ISLAMABAD: After two weeks of meetings and deliberations with the Pakistani officials, the Financial Action Task Force (FATF) team visiting Pakistan is all set to submit a non-compliance report on the basis of wide gaps in the implementation of FATF recommendations.

The gaps particularly relate to those recommendations which deal with the anti-money laundering (AML), regulation of non-profits organisations (NPOs) and financial monitoring units (FMUs), The News has learnt.

The report will be shared with the Pakistani authorities on Friday (today) as per background interviews with officials who have been part of the two-week meetings and feel highly disturbed after finding the FATF team “not happy with the answers submitted by different departments”.

The meetings with the visiting delegation were described by the officials as so tense that at one stage the FATF delegates literally became agitated exhibiting a behavior of annoyance, confided a senior official privy to these meetings.

“The FATF continuously expressed its dissatisfaction with replies submitted by different departments, especially the FIA, NAB, FBR, FMU and SECP,” he informed The News.

The official who represented Pakistan in the meetings with FATF team, comprising specialists from different countries, informed The News that a sticking point for the team was the question as to why most of criminal cases of law enforcing agencies related to AML in Pakistan did not stand the test of trial in the courts.

“The discussion with the delegation mostly focused on Pakistan’s capacity to pursue and prosecute AML cases which is admittedly our weak area of law enforcement,” said the official, adding that the FATF had also viewed with great concern the “low convictions and seizures in AML cases”.

A classified report prepared by different Pakistani departments has already warned the high ups about the outcome of FATF meetings. “The situation is not satisfactory” says the report likely to be sent to prime minister suggesting some quick steps in certain areas.

Earlier, the drafted risk assessment of Pakistan written and shared in 2017, was not taken seriously by departments at our (Pakistan) end. “No concert effort was made to handle the situation; as a result of poor preparation, the replies to questions of FATF team based on that report were usually found weak”, stated this classified report.

The report pointed out another area of weakness saying, “despite provision of law, our progress on both extradition from non-treaty countries and mutual legal assistance treaties with states on need basis remained abysmally low.

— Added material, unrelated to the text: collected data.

use std::env;
use anyhow::{Context, Result};

pub const DEFAULT_DATABASE_URL: &str = "memory://blog";
#[cfg(test)]
pub const DEFAULT_TEST_DATABASE_URL: &str = "memory://test";

#[derive(Debug, Clone)]
pub struct Config {
    pub database_url: String,
    pub spanner_emulator_host: Option<String>,
    pub service_port: u16,
    pub service_host: String,
}

impl Config {
    pub fn from_env() -> Result<Self> {
        let database_url = env::var("DATABASE_URL")
            .unwrap_or_else(|_| DEFAULT_DATABASE_URL.to_string());

        let spanner_emulator_host = env::var("SPANNER_EMULATOR_HOST").ok();

        let service_port = env::var("PORT")
            .unwrap_or_else(|_| "8080".to_string())
            .parse::<u16>()
            .context("PORT must be a valid port number (0-65535)")?;

        let service_host = env::var("HOST")
            .unwrap_or_else(|_| "0.0.0.0".to_string());

        Ok(Config {
            database_url,
            spanner_emulator_host,
            service_port,
            service_host,
        })
    }

    /// Store address used by the test harness
    #[cfg(test)]
    pub fn test_database_url() -> String {
        env::var("TEST_DATABASE_URL")
            .unwrap_or_else(|_| DEFAULT_TEST_DATABASE_URL.to_string())
    }

    pub fn log_startup(&self) {
        tracing::info!("Configuration loaded:");
        tracing::info!("  Database: {}", self.database_url);
        tracing::info!("  Spanner emulator: {}",
            self.spanner_emulator_host.as_deref().unwrap_or("disabled (using production)"));
        tracing::info!("  Service listening on: {}:{}", self.service_host, self.service_port);
    }
}

#[cfg(test)]
mod tests {
    use super::*;
    use std::env;
    use std::sync::Mutex;

    // Tests in this module mutate process-wide environment variables
    static ENV_LOCK: Mutex<()> = Mutex::new(());

    fn clear_env_vars() {
        unsafe {
            env::remove_var("DATABASE_URL");
            env::remove_var("SPANNER_EMULATOR_HOST");
            env::remove_var("PORT");
            env::remove_var("HOST");
        }
    }

    #[test]
    fn test_config_with_all_vars() {
        let _guard = ENV_LOCK.lock().unwrap_or_else(|e| e.into_inner());
        clear_env_vars();
        unsafe {
            env::set_var("DATABASE_URL", "projects/p/instances/i/databases/d");
            env::set_var("SPANNER_EMULATOR_HOST", "localhost:9010");
            env::set_var("PORT", "3000");
            env::set_var("HOST", "127.0.0.1");
        }

        let config = Config::from_env().unwrap();
        clear_env_vars();

        assert_eq!(config.database_url, "projects/p/instances/i/databases/d");
        assert_eq!(config.spanner_emulator_host, Some("localhost:9010".to_string()));
        assert_eq!(config.service_port, 3000);
        assert_eq!(config.service_host, "127.0.0.1");
    }

    #[test]
    fn test_config_with_defaults() {
        let _guard = ENV_LOCK.lock().unwrap_or_else(|e| e.into_inner());
        clear_env_vars();

        let config = Config::from_env().unwrap();

        assert_eq!(config.database_url, DEFAULT_DATABASE_URL);
        assert_eq!(config.spanner_emulator_host, None);
        assert_eq!(config.service_port, 8080);
        assert_eq!(config.service_host, "0.0.0.0");
    }

    #[test]
    fn test_invalid_port() {
        let _guard = ENV_LOCK.lock().unwrap_or_else(|e| e.into_inner());
        clear_env_vars();
        unsafe {
            env::set_var("PORT", "not-a-number");
        }

        let result = Config::from_env();
        clear_env_vars();

        assert!(result.is_err());
        let error = result.unwrap_err();
        assert!(error.to_string().contains("PORT"));
    }

    #[test]
    fn test_port_out_of_range() {
        let _guard = ENV_LOCK.lock().unwrap_or_else(|e| e.into_inner());
        clear_env_vars();
        unsafe {
            env::set_var("PORT", "99999");
        }

        let result = Config::from_env();
        clear_env_vars();

        assert!(result.is_err());
    }

    #[test]
    fn test_test_database_url_default() {
        let _guard = ENV_LOCK.lock().unwrap_or_else(|e| e.into_inner());
        if env::var("TEST_DATABASE_URL").is_err() {
            assert_eq!(Config::test_database_url(), DEFAULT_TEST_DATABASE_URL);
        }
    }
}
use crate::error::{ApiError, MessageResponse};
use crate::models::{FullView, to_full_view};
use crate::routes;
use crate::state::AppState;
use axum::{Json, extract::State, http::StatusCode};

/// GET /blog handler - List blog posts
///
/// Returns at most ten posts in the store's natural order.
#[utoipa::path(
    get,
    path = routes::BLOG_LIST,
    responses(
        (status = 200, description = "List of blog posts", body = [FullView]),
        (status = 500, description = "Database error", body = MessageResponse)
    ),
    tag = "blog"
)]
pub async fn list_handler(
    State(state): State<AppState>,
) -> Result<(StatusCode, Json<Vec<FullView>>), ApiError> {
    let posts = state.store.find_all(routes::LIST_LIMIT).await?;

    let views: Vec<FullView> = posts.iter().map(to_full_view).collect();
    tracing::info!("Listed {} posts", views.len());

    Ok((StatusCode::OK, Json(views)))
}
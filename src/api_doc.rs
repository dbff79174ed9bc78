use utoipa::OpenApi;

use crate::error::{HealthResponse, MessageResponse, UnhealthyResponse};
use crate::handlers;
use crate::models::{Author, AuthorView, CreateBlogRequest, FullView, UpdateBlogRequest};

/// OpenAPI documentation
#[derive(OpenApi)]
#[openapi(
    info(
        title = "rust-spanner-blog API",
        version = "1.0.0",
        description = "A minimal blog CRUD service backed by a document store"
    ),
    paths(
        handlers::health::health_handler,
        handlers::list::list_handler,
        handlers::get::get_handler,
        handlers::author::author_handler,
        handlers::create::create_handler,
        handlers::update::update_handler,
        handlers::delete::delete_handler
    ),
    components(
        schemas(
            Author,
            FullView,
            AuthorView,
            CreateBlogRequest,
            UpdateBlogRequest,
            MessageResponse,
            HealthResponse,
            UnhealthyResponse
        )
    ),
    tags(
        (name = "health", description = "Health check operations"),
        (name = "blog", description = "Blog post operations")
    )
)]
pub struct ApiDoc;
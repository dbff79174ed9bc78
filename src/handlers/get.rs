use crate::error::{ApiError, MessageResponse};
use crate::models::{FullView, to_full_view};
use crate::routes;
use crate::state::AppState;
use axum::{Json, extract::Path, extract::State, http::StatusCode};

/// GET /blog/{id} handler - Retrieve one blog post
///
/// A missing post answers 204 with a message body rather than 404.
#[utoipa::path(
    get,
    path = routes::BLOG_ITEM,
    params(
        ("id" = String, Path, description = "Id of the blog post")
    ),
    responses(
        (status = 200, description = "Blog post found", body = FullView),
        (status = 204, description = "Blog post not found", body = MessageResponse),
        (status = 500, description = "Database error", body = MessageResponse)
    ),
    tag = "blog"
)]
pub async fn get_handler(
    State(state): State<AppState>,
    Path(id): Path<String>,
) -> Result<(StatusCode, Json<FullView>), ApiError> {
    match state.store.find_by_id(&id).await? {
        Some(post) => {
            tracing::info!("Successfully retrieved post with id: {}", id);
            Ok((StatusCode::OK, Json(to_full_view(&post))))
        }
        None => {
            tracing::info!("Post not found with id: {}", id);
            Err(ApiError::NotFound(id))
        }
    }
}
use crate::error::{ApiError, MessageResponse};
use crate::models::{FullView, UpdateBlogRequest, to_full_view};
use crate::routes;
use crate::state::AppState;
use axum::{Json, extract::Path, extract::State, extract::rejection::JsonRejection, http::StatusCode};
use serde_json::Value as JsonValue;

/// PUT /blog/{id} handler - Partially update a blog post
///
/// The body must repeat the path id. Only `title`, `content` and `author`
/// are written; absent fields keep their stored values.
#[utoipa::path(
    put,
    path = routes::BLOG_ITEM,
    params(
        ("id" = String, Path, description = "Id of the blog post")
    ),
    request_body = UpdateBlogRequest,
    responses(
        (status = 201, description = "Blog post updated", body = FullView),
        (status = 204, description = "Blog post not found", body = MessageResponse),
        (status = 400, description = "Body id missing or different from path id", body = String),
        (status = 500, description = "Database error", body = MessageResponse)
    ),
    tag = "blog"
)]
pub async fn update_handler(
    State(state): State<AppState>,
    Path(id): Path<String>,
    body: Result<Json<JsonValue>, JsonRejection>,
) -> Result<(StatusCode, Json<FullView>), ApiError> {
    let Json(body) = body?;
    let request: UpdateBlogRequest = serde_json::from_value(body)?;

    if request.id.as_deref() != Some(id.as_str()) {
        return Err(ApiError::IdMismatch {
            path_id: id,
            body_id: request.id,
        });
    }

    tracing::info!("Updating post with id: {}", id);
    match state.store.update_by_id(&id, request.into_patch()).await? {
        Some(post) => Ok((StatusCode::CREATED, Json(to_full_view(&post)))),
        None => {
            tracing::info!("Post not found with id: {}", id);
            Err(ApiError::NotFound(id))
        }
    }
}

#[cfg(test)]
mod tests {
    use crate::models::{FullView, to_full_view};
    use crate::test_support::{create_post, send, setup_test_app};
    use axum::http::StatusCode;
    use serde_json::json;

    #[tokio::test]
    async fn test_update_endpoint_partial() {
        let (app, store) = setup_test_app().await;
        let created = create_post(&app, "original").await;
        let id = created["id"].as_str().unwrap();

        let (status, body) = send(
            &app,
            "PUT",
            &format!("/blog/{}", id),
            Some(json!({"id": id, "title": "renamed"})),
        )
        .await;
        assert_eq!(status, StatusCode::CREATED);

        let view: FullView = serde_json::from_slice(&body).unwrap();
        assert_eq!(view.title, "renamed");
        assert_eq!(view.content, created["content"]);
        assert_eq!(view.author, "Donald Duck");
        assert_eq!(json!(view.created), created["created"]);

        let stored = store.find_by_id(id).await.unwrap().unwrap();
        assert_eq!(to_full_view(&stored).title, "renamed");
    }

    #[tokio::test]
    async fn test_update_endpoint_ignores_created() {
        let (app, store) = setup_test_app().await;
        let created = create_post(&app, "dated").await;
        let id = created["id"].as_str().unwrap();
        let original = store.find_by_id(id).await.unwrap().unwrap().created;

        let (status, body) = send(
            &app,
            "PUT",
            &format!("/blog/{}", id),
            Some(json!({"id": id, "created": "2000-01-01T00:00:00Z", "title": "t"})),
        )
        .await;
        assert_eq!(status, StatusCode::CREATED);

        let view: FullView = serde_json::from_slice(&body).unwrap();
        assert_eq!(view.title, "t");
        assert_eq!(view.created, original);
        assert_eq!(json!(view.created), created["created"]);

        let stored = store.find_by_id(id).await.unwrap().unwrap();
        assert_eq!(stored.created, original);
    }

    #[tokio::test]
    async fn test_update_endpoint_author() {
        let (app, _store) = setup_test_app().await;
        let created = create_post(&app, "authored").await;
        let id = created["id"].as_str().unwrap();

        let (status, body) = send(
            &app,
            "PUT",
            &format!("/blog/{}", id),
            Some(json!({"id": id, "author": {"firstName": "Daisy", "lastName": "Duck"}})),
        )
        .await;
        assert_eq!(status, StatusCode::CREATED);

        let view: FullView = serde_json::from_slice(&body).unwrap();
        assert_eq!(view.author, "Daisy Duck");
        assert_eq!(view.title, "authored");
    }

    #[tokio::test]
    async fn test_update_endpoint_id_mismatch_does_not_mutate() {
        let (app, store) = setup_test_app().await;
        let created = create_post(&app, "untouched").await;
        let id = created["id"].as_str().unwrap();

        let (status, body) = send(
            &app,
            "PUT",
            &format!("/blog/{}", id),
            Some(json!({"id": "someone-else", "title": "hijacked"})),
        )
        .await;
        assert_eq!(status, StatusCode::BAD_REQUEST);
        assert!(String::from_utf8(body).unwrap().contains("must match"));

        let (status, _body) = send(
            &app,
            "PUT",
            &format!("/blog/{}", id),
            Some(json!({"title": "hijacked"})),
        )
        .await;
        assert_eq!(status, StatusCode::BAD_REQUEST);

        let stored = store.find_by_id(id).await.unwrap().unwrap();
        assert_eq!(stored.title, "untouched");
    }

    #[tokio::test]
    async fn test_update_endpoint_unknown_id() {
        let (app, _store) = setup_test_app().await;

        let (status, _body) = send(
            &app,
            "PUT",
            "/blog/missing",
            Some(json!({"id": "missing", "title": "t"})),
        )
        .await;
        assert_eq!(status, StatusCode::NO_CONTENT);
    }
}
/// Blog post store backed by a Cloud Spanner table.
///
/// The client sits behind a lock so `close` can take it out while handlers
/// still hold the shared store handle; operations after `close` fail.
pub struct SpannerStore {
    client: RwLock<Option<Client>>,
    database_path: String,
}

impl SpannerStore {
    /// Connect to the given database, provisioning it first if needed.
    ///
    /// The gcloud-spanner library detects `SPANNER_EMULATOR_HOST` and talks to
    /// the emulator when set, or production Spanner otherwise.
    pub async fn connect(database: &SpannerDatabase) -> Result<Self> {
        let emulator_host = std::env::var("SPANNER_EMULATOR_HOST").ok();

        auto_provision(database, emulator_host.is_some()).await?;

        let database_path = database.database_path();

        match &emulator_host {
            Some(host) => tracing::info!("Connecting to Spanner emulator at: {}", host),
            None => tracing::info!("Connecting to production Spanner"),
        }

        let client = Client::new(&database_path, ClientConfig::default())
            .await
            .context("Failed to create Spanner client")?;

        tracing::info!(
            "Successfully connected to Spanner database: {}",
            database_path
        );

        Ok(Self {
            client: RwLock::new(Some(client)),
            database_path,
        })
    }

    async fn query_posts(&self, statement: Statement) -> Result<Vec<BlogPost>> {
        let guard = self.client.read().await;
        let client = guard.as_ref().context("Spanner connection is closed")?;

        let mut tx = client
            .single()
            .await
            .context("Failed to create read transaction")?;

        let mut result_set = tx
            .query(statement)
            .await
            .context("Failed to query blog posts from Spanner")?;

        let mut posts = Vec::new();
        while let Some(row) = result_set.next().await? {
            posts.push(post_from_row(&row)?);
        }
        Ok(posts)
    }

    /// Apply one mutation. `Ok(false)` means Spanner reported the row missing.
    async fn apply(&self, mutation: Mutation, action: &str) -> Result<bool> {
        let guard = self.client.read().await;
        let client = guard.as_ref().context("Spanner connection is closed")?;

        match client.apply(vec![mutation]).await {
            Ok(_) => Ok(true),
            Err(e) if is_not_found(&e) => Ok(false),
            Err(e) => Err(e).with_context(|| format!("Failed to {} in Spanner", action)),
        }
    }
}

This would be interpreted as official ‘lack of will’. This will not augur well for Pakistan in final assessment”. Further that the Financial Monitoring Unit is not seen as a vibrant, observant and proactive arm of the state, the report read.

The classified report also suggested some recommendations which include improvement things on Pakistan’s part. It suggest FMU has to be strengthened and erected on modern ground, The SBP has to ensure that no suspicious transaction unreported and non-compliant commercial banks which hide such transaction are penalized and coordination in between FMU and LEAs should be quick, fast and efficient.

Further that the quality of STR has to be improved dramatically. Presently, it is based on artificial intelligence and the search parameters given to super computer have no input from PIF or any other LEA.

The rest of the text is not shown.